Work instructions:
Produce as output only the lines below starting at the line with "failed its last" and continuing through the line with "async fn crm_outage_is_reported_but_keeps_the_process_ready()", each one exactly as written.

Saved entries
-------

use std::sync::Arc;

use axum::{extract::State, http::StatusCode, routing::get, Json, Router};
use chrono::Utc;
use serde::Serialize;
use tracing::{error, info};

use bookline_agent::HealthState;
use bookline_db::DbPool;

/// Shared by the `/health` handler: the pool for the liveness query and the
/// dependency flags maintained by the runtime and the watchdog probes.
#[derive(Clone)]
pub struct HealthServerState {
    db_pool: DbPool,
    dependencies: Arc<HealthState>,
}

#[derive(Clone, Debug, PartialEq, Eq, Serialize)]
pub struct HealthCheck {
    pub status: &'static str,
    pub detail: String,
}

#[derive(Clone, Debug, PartialEq, Eq, Serialize)]
pub struct HealthResponse {
    pub status: &'static str,
    pub database: HealthCheck,
    pub crm: HealthCheck,
    pub model: HealthCheck,
    pub checked_at: String,
}

pub fn router(db_pool: DbPool, dependencies: Arc<HealthState>) -> Router {
    Router::new()
        .route("/health", get(health))
        .with_state(HealthServerState { db_pool, dependencies })
}

pub async fn spawn(
    bind_address: &str,
    port: u16,
    db_pool: DbPool,
    dependencies: Arc<HealthState>,
) -> std::io::Result<()> {
    let address = format!("{bind_address}:{port}");
    let listener = tokio::net::TcpListener::bind(&address).await?;

    info!(
        event_name = "health_endpoint_started",
        bind_address = %address,
        "health endpoint started"
    );

    tokio::spawn(async move {
        if let Err(error) = axum::serve(listener, router(db_pool, dependencies)).await {
            error!(
                event_name = "health_endpoint_error",
                error = %error,
                "health endpoint server terminated unexpectedly"
            );
        }
    });

    Ok(())
}

/// Only database loss makes the process not-ready; CRM and model outages
/// are reported but the conversation layer keeps answering in degraded
/// mode, so the endpoint stays green for the orchestrator.
pub async fn health(
    State(state): State<HealthServerState>,
) -> (StatusCode, Json<HealthResponse>) {
    let database = database_check(&state.db_pool).await;
    let ready = database.status == "ready";

    let payload = HealthResponse {
        status: if ready { "ready" } else { "degraded" },
        database,
        crm: dependency_check(state.dependencies.crm(), "CRM"),
        model: dependency_check(state.dependencies.model(), "model"),
        checked_at: Utc::now().to_rfc3339(),
    };

    let status_code = if ready { StatusCode::OK } else { StatusCode::SERVICE_UNAVAILABLE };
    (status_code, Json(payload))
}

async fn database_check(pool: &DbPool) -> HealthCheck {
    match sqlx::query_scalar::<_, i64>("SELECT 1").fetch_one(pool).await {
        Ok(_) => HealthCheck { status: "ready", detail: "database query succeeded".to_string() },
        Err(error) => {
            HealthCheck { status: "degraded", detail: format!("database query failed: {error}") }
        }
    }
}

fn dependency_check(healthy: bool, name: &str) -> HealthCheck {
    if healthy {
        HealthCheck { status: "ready", detail: format!("{name} reachable at last probe") }
    } else {
        HealthCheck { status: "degraded", detail: format!("{name} failed its last probe") }
    }
}

#[cfg(test)]
mod tests {
    use std::sync::Arc;

    use axum::{extract::State, http::StatusCode, Json};

    use bookline_agent::HealthState;
    use bookline_db::connect_with_settings;

    use crate::health::{health, HealthServerState};

    #[tokio::test]
    async fn health_returns_ready_when_database_is_reachable() {
        let pool = connect_with_settings("sqlite::memory:?cache=shared", 1, 5)
            .await
            .expect("pool should connect");
        let dependencies = Arc::new(HealthState::new());

        let (status, Json(payload)) =
            health(State(HealthServerState { db_pool: pool.clone(), dependencies })).await;

        assert_eq!(status, StatusCode::OK);
        assert_eq!(payload.status, "ready");
        assert_eq!(payload.database.status, "ready");
        assert_eq!(payload.crm.status, "ready");

        pool.close().await;
    }

    #[tokio::test]
    async fn crm_outage_is_reported_but_keeps_the_process_ready() {
        let pool = connect_with_settings("sqlite::memory:?cache=shared", 1, 5)
            .await
            .expect("pool should connect");
        let dependencies = Arc::new(HealthState::new());
        dependencies.set_crm(false);

        let (status, Json(payload)) =
            health(State(HealthServerState { db_pool: pool.clone(), dependencies })).await;

        assert_eq!(status, StatusCode::OK);
        assert_eq!(payload.status, "ready");
        assert_eq!(payload.crm.status, "degraded");

        pool.close().await;
    }

    #[tokio::test]
    async fn health_returns_service_unavailable_when_database_is_unavailable() {
        let pool = connect_with_settings("sqlite::memory:?cache=shared", 1, 5)
            .await
            .expect("pool should connect");
        pool.close().await;

        let (status, Json(payload)) = health(State(HealthServerState {
            db_pool: pool,
            dependencies: Arc::new(HealthState::new()),
        }))
        .await;

        assert_eq!(status, StatusCode::SERVICE_UNAVAILABLE);
        assert_eq!(payload.status, "degraded");
        assert_eq!(payload.database.status, "degraded");
    }
}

-------

Solved problem:
        HealthCheck { status: "degraded", detail: format!("{name} failed its last probe") }
    }
}

#[cfg(test)]
mod tests {
    use std::sync::Arc;

    use axum::{extract::State, http::StatusCode, Json};

    use bookline_agent::HealthState;
    use bookline_db::connect_with_settings;

    use crate::health::{health, HealthServerState};

    #[tokio::test]
    async fn health_returns_ready_when_database_is_reachable() {
        let pool = connect_with_settings("sqlite::memory:?cache=shared", 1, 5)
            .await
            .expect("pool should connect");
        let dependencies = Arc::new(HealthState::new());

        let (status, Json(payload)) =
            health(State(HealthServerState { db_pool: pool.clone(), dependencies })).await;

        assert_eq!(status, StatusCode::OK);
        assert_eq!(payload.status, "ready");
        assert_eq!(payload.database.status, "ready");
        assert_eq!(payload.crm.status, "ready");

        pool.close().await;
    }

    #[tokio::test]
    async fn crm_outage_is_reported_but_keeps_the_process_ready() {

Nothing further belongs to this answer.